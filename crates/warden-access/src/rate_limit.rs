//! Sliding-window rate limiting with burst caps and cooldowns.
//!
//! Each key keeps the timestamps of its admitted requests inside the current
//! window plus a fixed-window burst counter. Exceeding either limit denies
//! the request and places the key in cooldown; requests during cooldown are
//! denied without touching the window. Denied requests never consume a slot.
//!
//! [`RateGovernor`] applies a per-principal-per-resource budget and a
//! per-resource aggregate budget in one step.

use std::collections::VecDeque;
use std::time::{Duration, Instant};

use dashmap::DashMap;
use serde::{Deserialize, Serialize};

/// Limits for one rate key.
#[derive(Debug, Clone, PartialEq, Eq)]
pub struct RateLimitConfig {
    /// Requests admitted per `window`.
    pub max_requests: u32,
    pub window: Duration,
    /// Requests admitted per `burst_window`, if capped.
    pub burst_limit: Option<u32>,
    pub burst_window: Duration,
    /// Minimum denial period once a limit is hit.
    pub cooldown: Duration,
}

impl Default for RateLimitConfig {
    fn default() -> Self {
        Self {
            max_requests: 60,
            window: Duration::from_secs(60),
            burst_limit: None,
            burst_window: Duration::from_secs(1),
            cooldown: Duration::ZERO,
        }
    }
}

/// Serializable aggregate budget, applied per resource across principals.
#[derive(Debug, Clone, PartialEq, Eq, Serialize, Deserialize)]
#[serde(default)]
pub struct AggregateRateSettings {
    pub max_requests: u32,
    pub window_secs: u64,
}

impl Default for AggregateRateSettings {
    fn default() -> Self {
        Self {
            max_requests: 600,
            window_secs: 60,
        }
    }
}

impl AggregateRateSettings {
    pub fn to_config(&self) -> RateLimitConfig {
        RateLimitConfig {
            max_requests: self.max_requests,
            window: Duration::from_secs(self.window_secs),
            ..RateLimitConfig::default()
        }
    }
}

/// Outcome of a rate check.
#[derive(Debug, Clone, Copy, PartialEq, Eq)]
pub struct RateDecision {
    pub allowed: bool,
    /// Whole seconds until a retry can succeed; zero when allowed.
    pub retry_after_secs: u64,
}

impl RateDecision {
    fn allow() -> Self {
        Self {
            allowed: true,
            retry_after_secs: 0,
        }
    }

    fn deny(wait: Duration) -> Self {
        Self {
            allowed: false,
            retry_after_secs: ceil_secs(wait),
        }
    }
}

/// Round up to whole seconds, at least one.
fn ceil_secs(d: Duration) -> u64 {
    let secs = d.as_secs() + u64::from(d.subsec_nanos() > 0);
    secs.max(1)
}

#[derive(Debug, Default)]
struct WindowState {
    hits: VecDeque<Instant>,
    burst_started: Option<Instant>,
    burst_count: u32,
    cooldown_until: Option<Instant>,
}

/// Per-key sliding-window limiter.
#[derive(Debug, Default)]
pub struct RateLimiter {
    windows: DashMap<String, WindowState>,
}

impl RateLimiter {
    pub fn new() -> Self {
        Self::default()
    }

    pub fn check(&self, key: &str, config: &RateLimitConfig) -> RateDecision {
        self.check_at(key, config, Instant::now())
    }

    /// Check `key` against `config` at `now`, consuming a slot if allowed.
    pub fn check_at(&self, key: &str, config: &RateLimitConfig, now: Instant) -> RateDecision {
        let mut entry = self.windows.entry(key.to_string()).or_default();
        let state = entry.value_mut();

        if let Some(until) = state.cooldown_until {
            if now < until {
                return RateDecision::deny(until - now);
            }
            state.cooldown_until = None;
        }

        while let Some(&front) = state.hits.front() {
            if now.saturating_duration_since(front) >= config.window {
                state.hits.pop_front();
            } else {
                break;
            }
        }

        if let Some(started) = state.burst_started
            && now.saturating_duration_since(started) >= config.burst_window
        {
            state.burst_started = None;
            state.burst_count = 0;
        }

        let window_wait = if state.hits.len() as u64 >= u64::from(config.max_requests) {
            state
                .hits
                .front()
                .map(|&oldest| config.window.saturating_sub(now.saturating_duration_since(oldest)))
        } else {
            None
        };

        let burst_wait = match (config.burst_limit, state.burst_started) {
            (Some(limit), Some(started)) if state.burst_count >= limit => Some(
                config
                    .burst_window
                    .saturating_sub(now.saturating_duration_since(started)),
            ),
            _ => None,
        };

        if let Some(wait) = window_wait.into_iter().chain(burst_wait).max() {
            let wait = wait.max(config.cooldown);
            state.cooldown_until = Some(now + wait);
            tracing::debug!(key = key, retry_after_secs = ceil_secs(wait), "rate limit exceeded");
            return RateDecision::deny(wait);
        }

        state.hits.push_back(now);
        if state.burst_started.is_none() {
            state.burst_started = Some(now);
        }
        state.burst_count += 1;
        RateDecision::allow()
    }

    /// Give back the most recent slot for `key`.
    pub fn release(&self, key: &str) {
        if let Some(mut state) = self.windows.get_mut(key) {
            state.hits.pop_back();
            state.burst_count = state.burst_count.saturating_sub(1);
        }
    }

    /// Admitted requests currently inside the window for `key`.
    pub fn count(&self, key: &str) -> usize {
        self.windows.get(key).map(|s| s.hits.len()).unwrap_or(0)
    }

    /// Drop keys with no activity in the last `idle`.
    pub fn prune_at(&self, now: Instant, idle: Duration) -> usize {
        let before = self.windows.len();
        self.windows.retain(|_, state| {
            let last = state.hits.back().copied().or(state.burst_started);
            let cooling = state.cooldown_until.is_some_and(|until| until > now);
            cooling || last.is_some_and(|t| now.saturating_duration_since(t) < idle)
        });
        before - self.windows.len()
    }

    pub fn len(&self) -> usize {
        self.windows.len()
    }

    pub fn is_empty(&self) -> bool {
        self.windows.is_empty()
    }
}

/// Two-level governor: per-principal-per-resource and per-resource
/// aggregate budgets checked together.
#[derive(Debug)]
pub struct RateGovernor {
    limiter: RateLimiter,
    aggregate: RateLimitConfig,
}

impl RateGovernor {
    pub fn new(aggregate: RateLimitConfig) -> Self {
        Self {
            limiter: RateLimiter::new(),
            aggregate,
        }
    }

    pub fn check(&self, principal: &str, resource: &str, config: &RateLimitConfig) -> RateDecision {
        self.check_at(principal, resource, config, Instant::now())
    }

    /// Both budgets must admit the request. If the aggregate denies, the
    /// principal's slot is given back.
    pub fn check_at(
        &self,
        principal: &str,
        resource: &str,
        config: &RateLimitConfig,
        now: Instant,
    ) -> RateDecision {
        // Length prefix keeps ids containing ':' from sharing a window.
        let principal_key = format!("p:{}:{principal}:{resource}", principal.len());
        let decision = self.limiter.check_at(&principal_key, config, now);
        if !decision.allowed {
            return decision;
        }

        let aggregate = self
            .limiter
            .check_at(&format!("r:{resource}"), &self.aggregate, now);
        if !aggregate.allowed {
            self.limiter.release(&principal_key);
            return aggregate;
        }
        decision
    }

    pub fn limiter(&self) -> &RateLimiter {
        &self.limiter
    }

    /// Reclaim idle windows; the idle horizon is the aggregate window.
    pub fn prune_at(&self, now: Instant) -> usize {
        self.limiter.prune_at(now, self.aggregate.window)
    }
}

// ---------------------------------------------------------------------------
// Tests
// ---------------------------------------------------------------------------
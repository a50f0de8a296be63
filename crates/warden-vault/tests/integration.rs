//! Integration tests for the warden-vault crate.
//!
//! These tests exercise the vault core end to end: master key bootstrap,
//! envelope encryption through the key cache, persistence of envelopes in
//! the secret store, and the audit chain over SQLite with a JSONL mirror.

use std::sync::Arc;

use chrono::Utc;
use warden_vault::audit::{AuditChain, AuditEvent, AuditKind, AuditOutcome, JsonlMirror, SqliteAuditSink};
use warden_vault::envelope::{EncryptionMode, EnvelopeEngine};
use warden_vault::keychain::{FileKeychain, load_or_init_master_key};
use warden_vault::keys::{KeyCache, LocalKeyAuthority};
use warden_vault::store::{SecretRecord, SecretStore, SqliteSecretStore};
use warden_vault::types::{Operation, SecretType, SensitivityTier};
use warden_vault::VaultError;

fn engine_with(keys: &[&str]) -> (Arc<LocalKeyAuthority>, EnvelopeEngine) {
    let authority = Arc::new(LocalKeyAuthority::new(&[9u8; 32]).unwrap());
    for k in keys {
        authority.register(k);
    }
    let engine = EnvelopeEngine::new(KeyCache::new(authority.clone()));
    (authority, engine)
}

fn record_for(id: &str, envelope: warden_vault::Envelope) -> SecretRecord {
    let now = Utc::now();
    SecretRecord {
        id: id.into(),
        secret_type: SecretType::Credential,
        owner_hash: SecretRecord::owner_hash_for("lead-1"),
        tenant: "acme".into(),
        key_id: envelope.key_id.clone(),
        envelope,
        tier: SensitivityTier::Restricted,
        labels: vec![],
        created_at: now,
        updated_at: now,
        last_accessed_at: None,
        access_count: 0,
        version: 1,
        rotation_required: false,
    }
}

// ═══════════════════════════════════════════════════════════════════════
//  Master key bootstrap
// ═══════════════════════════════════════════════════════════════════════

#[tokio::test]
async fn file_keychain_master_key_survives_restart() {
    let dir = tempfile::tempdir().unwrap();
    let path = FileKeychain::default_path(dir.path());

    let envelope = {
        let master = load_or_init_master_key(&FileKeychain::new(&path)).unwrap();
        let authority = Arc::new(LocalKeyAuthority::new(&master).unwrap());
        authority.register("kek-1");
        let engine = EnvelopeEngine::new(KeyCache::new(authority));
        engine.encrypt(b"persisted", "kek-1", None).await.unwrap()
    };

    let master = load_or_init_master_key(&FileKeychain::new(&path)).unwrap();
    let authority = Arc::new(LocalKeyAuthority::new(&master).unwrap());
    authority.register("kek-1");
    let engine = EnvelopeEngine::new(KeyCache::new(authority));
    assert_eq!(engine.decrypt(&envelope, None).await.unwrap(), b"persisted");
}

// ═══════════════════════════════════════════════════════════════════════
//  Envelopes at rest
// ═══════════════════════════════════════════════════════════════════════

#[tokio::test]
async fn stored_envelope_decrypts_after_roundtrip_through_sqlite() {
    let (_authority, engine) = engine_with(&["kek-1"]);
    let store = SqliteSecretStore::open_in_memory().unwrap();

    let envelope = engine.encrypt(b"s3cr3t", "kek-1", Some(b"s1")).await.unwrap();
    store.insert(&record_for("s1", envelope)).unwrap();

    let loaded = store.get("s1").unwrap();
    let plaintext = engine.decrypt(&loaded.envelope, Some(b"s1")).await.unwrap();
    assert_eq!(plaintext, b"s3cr3t");
}

#[tokio::test]
async fn rotation_then_deprecation_keeps_data_readable() {
    let (authority, engine) = engine_with(&["kek-1", "kek-2"]);
    let store = SqliteSecretStore::open_in_memory().unwrap();

    let envelope = engine.encrypt(b"rotate me", "kek-1", None).await.unwrap();
    store.insert(&record_for("s1", envelope)).unwrap();

    let mut rec = store.get("s1").unwrap();
    rec.envelope = engine.rotate_key(&rec.envelope, "kek-2", None).await.unwrap();
    rec.key_id = "kek-2".into();
    store.update(&rec, rec.version).unwrap();

    authority.deprecate("kek-1").unwrap();
    engine.key_cache().invalidate("kek-1").await;

    let loaded = store.get("s1").unwrap();
    assert_eq!(loaded.key_id, "kek-2");
    assert_eq!(loaded.version, 2);
    assert_eq!(engine.decrypt(&loaded.envelope, None).await.unwrap(), b"rotate me");

    let err = engine.encrypt(b"new", "kek-1", None).await.unwrap_err();
    assert!(matches!(err, VaultError::KeyDeprecated { .. }));
}

#[tokio::test]
async fn revoked_key_blocks_decryption_after_invalidate() {
    let (authority, engine) = engine_with(&["kek-1"]);
    let envelope = engine.encrypt(b"x", "kek-1", None).await.unwrap();

    authority.revoke("kek-1").unwrap();
    engine.key_cache().invalidate("kek-1").await;

    let err = engine.decrypt(&envelope, None).await.unwrap_err();
    assert!(matches!(err, VaultError::KeyRevoked { .. }));
}

#[tokio::test]
async fn deterministic_envelopes_support_equality_lookup() {
    let (_authority, engine) = engine_with(&["kek-1"]);

    let a = engine
        .encrypt_deterministic(b"alice@example.com", "kek-1", b"email", SensitivityTier::Sensitive)
        .await
        .unwrap();
    let b = engine
        .encrypt_deterministic(b"alice@example.com", "kek-1", b"email", SensitivityTier::Sensitive)
        .await
        .unwrap();

    assert_eq!(a.mode, EncryptionMode::Deterministic);
    assert_eq!(a.fingerprint(), b.fingerprint());

    let err = engine
        .encrypt_deterministic(b"4111", "kek-1", b"pan", SensitivityTier::Restricted)
        .await
        .unwrap_err();
    assert!(matches!(err, VaultError::DeterministicForbidden { .. }));
}

// ═══════════════════════════════════════════════════════════════════════
//  Audit chain on disk
// ═══════════════════════════════════════════════════════════════════════

#[test]
fn audit_chain_with_mirror_detects_offline_tampering() {
    let dir = tempfile::tempdir().unwrap();
    let db = dir.path().join("audit.db");
    let chain = AuditChain::open(
        Box::new(SqliteAuditSink::open(&db).unwrap()),
        Some(Box::new(JsonlMirror::open(dir.path().join("audit.jsonl")).unwrap())),
    )
    .unwrap();

    for i in 0..5 {
        let event = AuditEvent::new(AuditKind::AccessDecision, format!("agent-{i}"), AuditOutcome::Granted)
            .with_target("s1")
            .with_operation(Operation::Read);
        chain.append(event).unwrap();
    }

    let clean = chain.verify_report().unwrap();
    assert!(clean.valid);
    assert_eq!(clean.checked, 5);
    assert_eq!(clean.mirror_divergence, None);

    // Rewrite one stored field offline.
    let conn = rusqlite::Connection::open(&db).unwrap();
    conn.execute(
        "UPDATE audit_log SET detail = 'rewritten' WHERE sequence = 2",
        [],
    )
    .unwrap();

    let report = chain.verify_report().unwrap();
    assert!(!report.valid);
    assert_eq!(report.first_broken, Some(2));
    // Stored hash columns were not touched, so they still match the mirror.
    assert_eq!(report.mirror_divergence, None);

    assert!(!chain.verify_chain().unwrap());
}

#[test]
fn deleted_tail_row_is_detected() {
    let dir = tempfile::tempdir().unwrap();
    let db = dir.path().join("audit.db");
    let chain = AuditChain::open(Box::new(SqliteAuditSink::open(&db).unwrap()), None).unwrap();

    for _ in 0..3 {
        chain
            .append(AuditEvent::new(AuditKind::Session, "agent", AuditOutcome::Succeeded))
            .unwrap();
    }

    let conn = rusqlite::Connection::open(&db).unwrap();
    conn.execute("DELETE FROM audit_log WHERE sequence = 3", []).unwrap();

    let report = chain.verify_report().unwrap();
    assert_eq!(report.first_broken, Some(3));
}
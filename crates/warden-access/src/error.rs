//! Access-control error types.
//!
//! Policy denials are *not* errors: they come back as
//! [`DecisionOutcome::Denied`](crate::decision::DecisionOutcome). The
//! variants here cover configuration problems, session validation failures
//! surfaced to the engine, containment misuse and audit write failures.

use crate::session::SessionFailure;

/// Unified error type for the Warden access layer.
#[derive(Debug, thiserror::Error)]
pub enum AccessError {
    // -- Policy errors ------------------------------------------------------
    /// A policy refers to a role that is not defined.
    #[error("unknown role: {role}")]
    UnknownRole { role: String },

    /// A policy failed validation.
    #[error("invalid policy for role {role}: {reason}")]
    InvalidPolicy { role: String, reason: String },

    /// The policy file could not be parsed.
    #[error("policy parse error: {0}")]
    PolicyParse(#[from] toml::de::Error),

    // -- Session errors -----------------------------------------------------
    /// The session is expired, unknown or presented with the wrong binding.
    #[error("session invalid: {reason}")]
    SessionInvalid { reason: SessionFailure },

    // -- Containment errors -------------------------------------------------
    /// Reinstatement needs a named human approver other than the principal.
    #[error("reinstatement of {principal} requires an independent approver")]
    ApprovalRequired { principal: String },

    /// The principal is not under containment.
    #[error("principal is not contained: {principal}")]
    NotContained { principal: String },

    // -- Underlying errors --------------------------------------------------
    /// Appending to the audit chain failed.
    #[error("audit error: {0}")]
    Audit(#[from] warden_vault::VaultError),

    /// I/O error while reading policy files.
    #[error("io error: {0}")]
    Io(#[from] std::io::Error),

    // -- Generic ------------------------------------------------------------
    #[error("internal access error: {0}")]
    Internal(String),
}

/// Convenience alias used throughout the access crate.
pub type Result<T> = std::result::Result<T, AccessError>;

**YOUR TASK**. Check every line above for the string "failures", and copy the ones that have it.

**ANSWER TO THIS TASK**.
//! variants here cover configuration problems, session validation failures
//! surfaced to the engine, containment misuse and audit write failures.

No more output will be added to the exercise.